Der Kanton Graubünden setzt voll auf grossangelegte Coronatests. Kein Kanton geht so weit, kein Kanton testet zurzeit mehr. Und es sollen in den nächsten Wochen noch deutlich mehr Tests werden.
Gespannt schaute die Schweiz Ende letzten Jahres nach Graubünden, als im Engadin und Südbünden die gesamte Bevölkerung zum freiwilligen Coronatest gebeten wurde.
Nebst diesem Massentest wurden in den letzten Wochen auch Unternehmen durchgetestet, zusätzlich gingen die Fachleute in verschiedene Schulen, wo sich die Schülerschaft testen lassen konnte.
Personen ohne Symptome aufspüren
Bei all diesen Aktionen ging es darum, herauszufinden, wie der erhöhte Testdruck den Verlauf der Pandemie beeinflussen kann. Die Überlegung des Kantons ist: Wenn grossflächig getestet wird, können Personen, die das Virus in sich tragen aber keine Symptome haben, aufgespürt und in Isolation gesetzt werden. Diese Menschen stecken so keine weiteren Personen an und die Übertragungskette wird unterbrochen.
Nach den ersten Pilotprojekten hat die Bündner Regierung nun Bilanz gezogen. Sie fällt positiv aus. Es habe sich gezeigt, dass wiederholtes Testen klar zur Reduktion von Ansteckungen beitrage, hiess es am Donnerstag. Das Testen könne irgendwann gar andere, einschränkende Massnahmen ersetzen.
Kritik am Bund
«Hier erwarten wir, dass der Bund sich nun endlich bewegt», sagte Gesundheitsdirektor Peter Peyer vor den Medien. «Es wäre schön, wenn der Bund nun, neben all den anderen Massnahmen, auch zur Einsicht kommt, dass verstärktes Testen einen positiven Effekt hat.»
Die Beschränkungsmassnahmen des Bundes führen in eine Sackgasse.
Sein Regierungskollege, Volkswirtschaftsdirektor Marcus Caduff, doppelte nach: «Die Beschränkungsmassnahmen des Bundes führen in eine Sackgasse.
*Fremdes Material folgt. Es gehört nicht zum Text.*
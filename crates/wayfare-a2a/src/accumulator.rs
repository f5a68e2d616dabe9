//! Ordered concatenation of streamed text fragments.

/// Accumulates text fragments in arrival order. No reordering, no
/// deduplication; an empty stream accumulates to the empty string.
#[derive(Debug, Default)]
pub struct ChunkAccumulator {
    buffer: String,
}

impl ChunkAccumulator {
    pub fn new() -> Self {
        Self::default()
    }

    pub fn push(&mut self, fragment: &str) {
        self.buffer.push_str(fragment);
    }

    pub fn is_empty(&self) -> bool {
        self.buffer.is_empty()
    }

    pub fn into_text(self) -> String {
        self.buffer
    }
}
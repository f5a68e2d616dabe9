//! Span helpers.
//!
//! All span names use the `wayfare.` namespace prefix for low cardinality.

use tracing::Span;

/// Span for one synchronous JSON-RPC dispatch.
#[inline]
pub fn a2a_request(method: &str, correlation_id: &str) -> Span {
    tracing::info_span!(
        "wayfare.a2a_request",
        method = method,
        correlation_id = correlation_id,
    )
}

/// Span for one streaming JSON-RPC dispatch.
#[inline]
pub fn a2a_stream(method: &str, correlation_id: &str) -> Span {
    tracing::info_span!(
        "wayfare.a2a_stream",
        method = method,
        correlation_id = correlation_id,
    )
}

/// Span for serving the discovery document.
#[inline]
pub fn agent_card(base_url: &str) -> Span {
    tracing::debug_span!("wayfare.agent_card", base_url = base_url)
}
Wir benötigen in der ganzen Schweiz eine neue Strategie zur Bekämpfung des Coronavirus.» Man könne nicht nur auf Beschränkungen setzen, sonst fahre man die Wirtschaft «an die Wand.»
Tests sollen alltäglich werden
Einer der Köpfe hinter dem Bündner Corona-Weg ist Martin Bühler, Chef des kantonalen Führungsstabs. Der Auslöser seien die erfolgreichen Massentests im Südtirol gewesen, erinnert sich Bühler. Man habe sich gesagt, «wir wollen das auch können.»
Klar, sagt er, testen alleine genüge, je nach Situation, nicht. Dennoch ist er überzeugt: «Regelmässiges Testen ist deutlich besser, als das Leben der Menschen einfach immer wieder einzuschränken.»
Mit dem Bündner-Weg nehme man eine Pionierrolle ein in der Schweiz, glaubt die Regierung.
Testen soll alltäglich werden und niederschwellig möglich sein. «Wer beispielsweise seine Grossmutter besucht, sollte sich testen», sagt Bühler, da biete man nun die Gelegenheit dazu. Die Bevölkerung soll sich in neun, über den Kanton verteilten Zentren, testen lassen können. Die Testzentren sind gleichzeitig auch Impfzentren.
Weiter sollen regelmässig grossflächige Schul- und Betriebstestungen durchgeführt werden. Mit dieser Strategie, dem regelmässigen und grossflächigen Testen sowie dem Impfen, will Graubünden die Pandemie besser in den Griff bekommen.
Ziel sind vorerst 20'000 Tests pro Woche, das sind viermal so viele wie heute. Eingesetzt werden sollen vor allem PCR-Speicheltests, die einfach durchzuführen sind. 25 Millionen Franken lässt sich der Kanton die Umsetzung des Impf- und Testkonzepts kosten.